┌─ Data to examine
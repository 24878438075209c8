//! Test doubles for the decision gateway.

mod gateway;

pub use gateway::{FailingGateway, GatewayCall, ScriptedGateway};
//! Gateway interface and HTTP implementation.

use crate::error::GatewayError;
use crate::prompt;
use crate::wire::{
    AnalysisPayload, ChatMessage, ChatRequest, ChatResponse, JsonSchemaFormat, ResponseFormat,
    analysis_schema,
};
use async_trait::async_trait;
use keel_config::GatewayConfig;
use keel_core::{MAX_PRINCIPLES, Principle, Reflection};
use log::{debug, info, warn};
use std::time::Duration;

/// Advice shown when the model returns an empty synthesis response.
pub const FALLBACK_ADVICE: &str = "No advice came back this time. Re-read the answers you wrote \
     above; they already say what matters to you here.";

/// Schema name sent with the structured analysis request.
const ANALYSIS_SCHEMA_NAME: &str = "principle_analysis";

/// Boundary to the external LLM service.
#[async_trait]
pub trait DecisionGateway: Send + Sync {
    /// Probe a candidate credential with a minimal request.
    ///
    /// True only on a well-formed success response; any transport, auth, or
    /// parse failure yields false. Never returns an error.
    async fn validate_credential(&self, candidate: &str) -> bool;

    /// Rank principles against a situation and generate one reflection
    /// question per matched principle.
    ///
    /// Returned reflections follow the model's order and reference only
    /// principles from the supplied set; an empty result is a valid outcome.
    async fn analyze_situation(
        &self,
        credential: &str,
        situation: &str,
        principles: &[Principle],
    ) -> Result<Vec<Reflection>, GatewayError>;

    /// Synthesize advice from the situation and the answered reflections.
    ///
    /// Callers guarantee every reflection is answered. An empty model
    /// response yields [`FALLBACK_ADVICE`] instead of an error.
    async fn synthesize_advice(
        &self,
        credential: &str,
        situation: &str,
        reflections: &[Reflection],
    ) -> Result<String, GatewayError>;
}

/// Request-level failure, logged at the operation boundary and collapsed
/// into the operation's single user-facing error.
#[derive(Debug, thiserror::Error)]
enum RequestError {
    #[error("transport error: {0}")]
    Transport(#[from] reqwest::Error),
    #[error("unexpected status {0}")]
    Status(u16),
    #[error("response carried no content")]
    MissingContent,
}

/// HTTP gateway against an OpenAI-compatible endpoint.
pub struct HttpGateway {
    client: reqwest::Client,
    base_url: String,
    model: String,
    locale: String,
}

impl HttpGateway {
    /// Build a gateway from config; the request timeout is mandatory so a
    /// hung call surfaces as a normal failure instead of freezing the UI.
    pub fn new(config: &GatewayConfig) -> Result<Self, GatewayError> {
        let client = reqwest::Client::builder()
            .timeout(Duration::from_secs(config.timeout_secs))
            .build()
            .map_err(|err| GatewayError::Init(err.to_string()))?;
        info!(
            "gateway ready (base_url={}, model={}, locale={}, timeout_secs={})",
            config.base_url, config.model, config.locale, config.timeout_secs
        );
        Ok(Self {
            client,
            base_url: config.base_url.trim_end_matches('/').to_string(),
            model: config.model.clone(),
            locale: config.locale.clone(),
        })
    }

    /// Send a chat request and return the first choice's content.
    async fn post_chat(
        &self,
        credential: &str,
        request: &ChatRequest,
    ) -> Result<String, RequestError> {
        let response = self
            .client
            .post(format!("{}/chat/completions", self.base_url))
            .bearer_auth(credential)
            .json(request)
            .send()
            .await?;
        let status = response.status();
        if !status.is_success() {
            return Err(RequestError::Status(status.as_u16()));
        }
        let body: ChatResponse = response.json().await?;
        body.text()
            .map(str::to_string)
            .ok_or(RequestError::MissingContent)
    }
}

#[async_trait]
impl DecisionGateway for HttpGateway {
    async fn validate_credential(&self, candidate: &str) -> bool {
        if candidate.trim().is_empty() {
            return false;
        }
        let request = self
            .client
            .get(format!("{}/models", self.base_url))
            .bearer_auth(candidate)
            .send()
            .await;
        match request {
            Ok(response) if response.status().is_success() => {
                // Well-formed success means a decodable JSON body.
                let ok = response.json::<serde_json::Value>().await.is_ok();
                debug!("credential probe finished (well_formed={ok})");
                ok
            }
            Ok(response) => {
                debug!("credential probe rejected (status={})", response.status());
                false
            }
            Err(err) => {
                debug!("credential probe failed (reason={err})");
                false
            }
        }
    }

    async fn analyze_situation(
        &self,
        credential: &str,
        situation: &str,
        principles: &[Principle],
    ) -> Result<Vec<Reflection>, GatewayError> {
        if credential.trim().is_empty() {
            return Err(GatewayError::MissingCredential);
        }
        if situation.trim().is_empty() {
            return Err(GatewayError::EmptySituation);
        }
        if principles.is_empty() {
            return Err(GatewayError::NoPrinciples);
        }
        if principles.len() > MAX_PRINCIPLES {
            return Err(GatewayError::TooManyPrinciples(MAX_PRINCIPLES));
        }

        let request = ChatRequest {
            model: self.model.clone(),
            messages: vec![
                ChatMessage::system(prompt::analysis_system(&self.locale)),
                ChatMessage::user(prompt::analysis_user(situation, principles)),
            ],
            response_format: Some(ResponseFormat::JsonSchema {
                json_schema: JsonSchemaFormat {
                    name: ANALYSIS_SCHEMA_NAME.to_string(),
                    strict: true,
                    schema: analysis_schema(),
                },
            }),
        };

        let content = self.post_chat(credential, &request).await.map_err(|err| {
            warn!("analysis request failed (reason={err})");
            GatewayError::Analysis
        })?;
        let payload: AnalysisPayload = serde_json::from_str(&content).map_err(|err| {
            warn!("analysis payload malformed (reason={err})");
            GatewayError::Analysis
        })?;
        let reflections = match_reflections(payload, principles);
        info!("analysis completed (reflections={})", reflections.len());
        Ok(reflections)
    }

    async fn synthesize_advice(
        &self,
        credential: &str,
        situation: &str,
        reflections: &[Reflection],
    ) -> Result<String, GatewayError> {
        if credential.trim().is_empty() {
            return Err(GatewayError::MissingCredential);
        }

        let request = ChatRequest {
            model: self.model.clone(),
            messages: vec![
                ChatMessage::system(prompt::synthesis_system(&self.locale)),
                ChatMessage::user(prompt::synthesis_user(situation, reflections)),
            ],
            response_format: None,
        };

        let content = self.post_chat(credential, &request).await.map_err(|err| {
            warn!("synthesis request failed (reason={err})");
            GatewayError::Synthesis
        })?;
        if content.trim().is_empty() {
            info!("synthesis returned empty text, using fallback advice");
            return Ok(FALLBACK_ADVICE.to_string());
        }
        info!("synthesis completed (advice_len={})", content.len());
        Ok(content)
    }
}

/// Join analysis items back to the supplied principles, dropping items whose
/// id matches nothing. The model occasionally invents ids; dropping them
/// silently keeps a partial result usable.
fn match_reflections(payload: AnalysisPayload, principles: &[Principle]) -> Vec<Reflection> {
    let mut reflections = Vec::new();
    for item in payload.analysis {
        match principles
            .iter()
            .find(|principle| principle.id == item.principle_id)
        {
            Some(principle) => {
                reflections.push(Reflection::from_principle(principle, item.reflection_question));
            }
            None => {
                debug!(
                    "dropping analysis item with unknown principle id (principle_id={})",
                    item.principle_id
                );
            }
        }
    }
    reflections
}

#[cfg(test)]
mod tests {
    use super::match_reflections;
    use crate::wire::{AnalysisItem, AnalysisPayload};
    use keel_core::Principle;
    use pretty_assertions::assert_eq;

    fn item(id: &str, question: &str) -> AnalysisItem {
        AnalysisItem {
            principle_id: id.to_string(),
            reflection_question: question.to_string(),
        }
    }

    #[test]
    fn hallucinated_ids_are_dropped() {
        let principles = vec![
            Principle {
                id: "1".to_string(),
                title: "A".to_string(),
                description: String::new(),
            },
            Principle {
                id: "2".to_string(),
                title: "B".to_string(),
                description: String::new(),
            },
        ];
        let payload = AnalysisPayload {
            analysis: vec![item("1", "Q1"), item("9", "Q2")],
        };
        let reflections = match_reflections(payload, &principles);
        assert_eq!(reflections.len(), 1);
        assert_eq!(reflections[0].principle_id, "1");
        assert_eq!(reflections[0].principle_title, "A");
        assert_eq!(reflections[0].question, "Q1");
    }

    #[test]
    fn model_order_is_preserved() {
        let first = Principle::new("A", "");
        let second = Principle::new("B", "");
        let payload = AnalysisPayload {
            analysis: vec![item(&second.id, "Qb"), item(&first.id, "Qa")],
        };
        let reflections = match_reflections(payload, &[first.clone(), second.clone()]);
        assert_eq!(reflections[0].principle_id, second.id);
        assert_eq!(reflections[1].principle_id, first.id);
    }

    #[test]
    fn all_invalid_ids_yield_empty_not_error() {
        let principles = vec![Principle::new("A", "")];
        let payload = AnalysisPayload {
            analysis: vec![item("nope", "Q")],
        };
        assert_eq!(match_reflections(payload, &principles), Vec::new());
    }
}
└─
» Exercise goal: Find the count of lines in the data above where the word "first" occurs, and write down only that count.

» Solution for this task: 5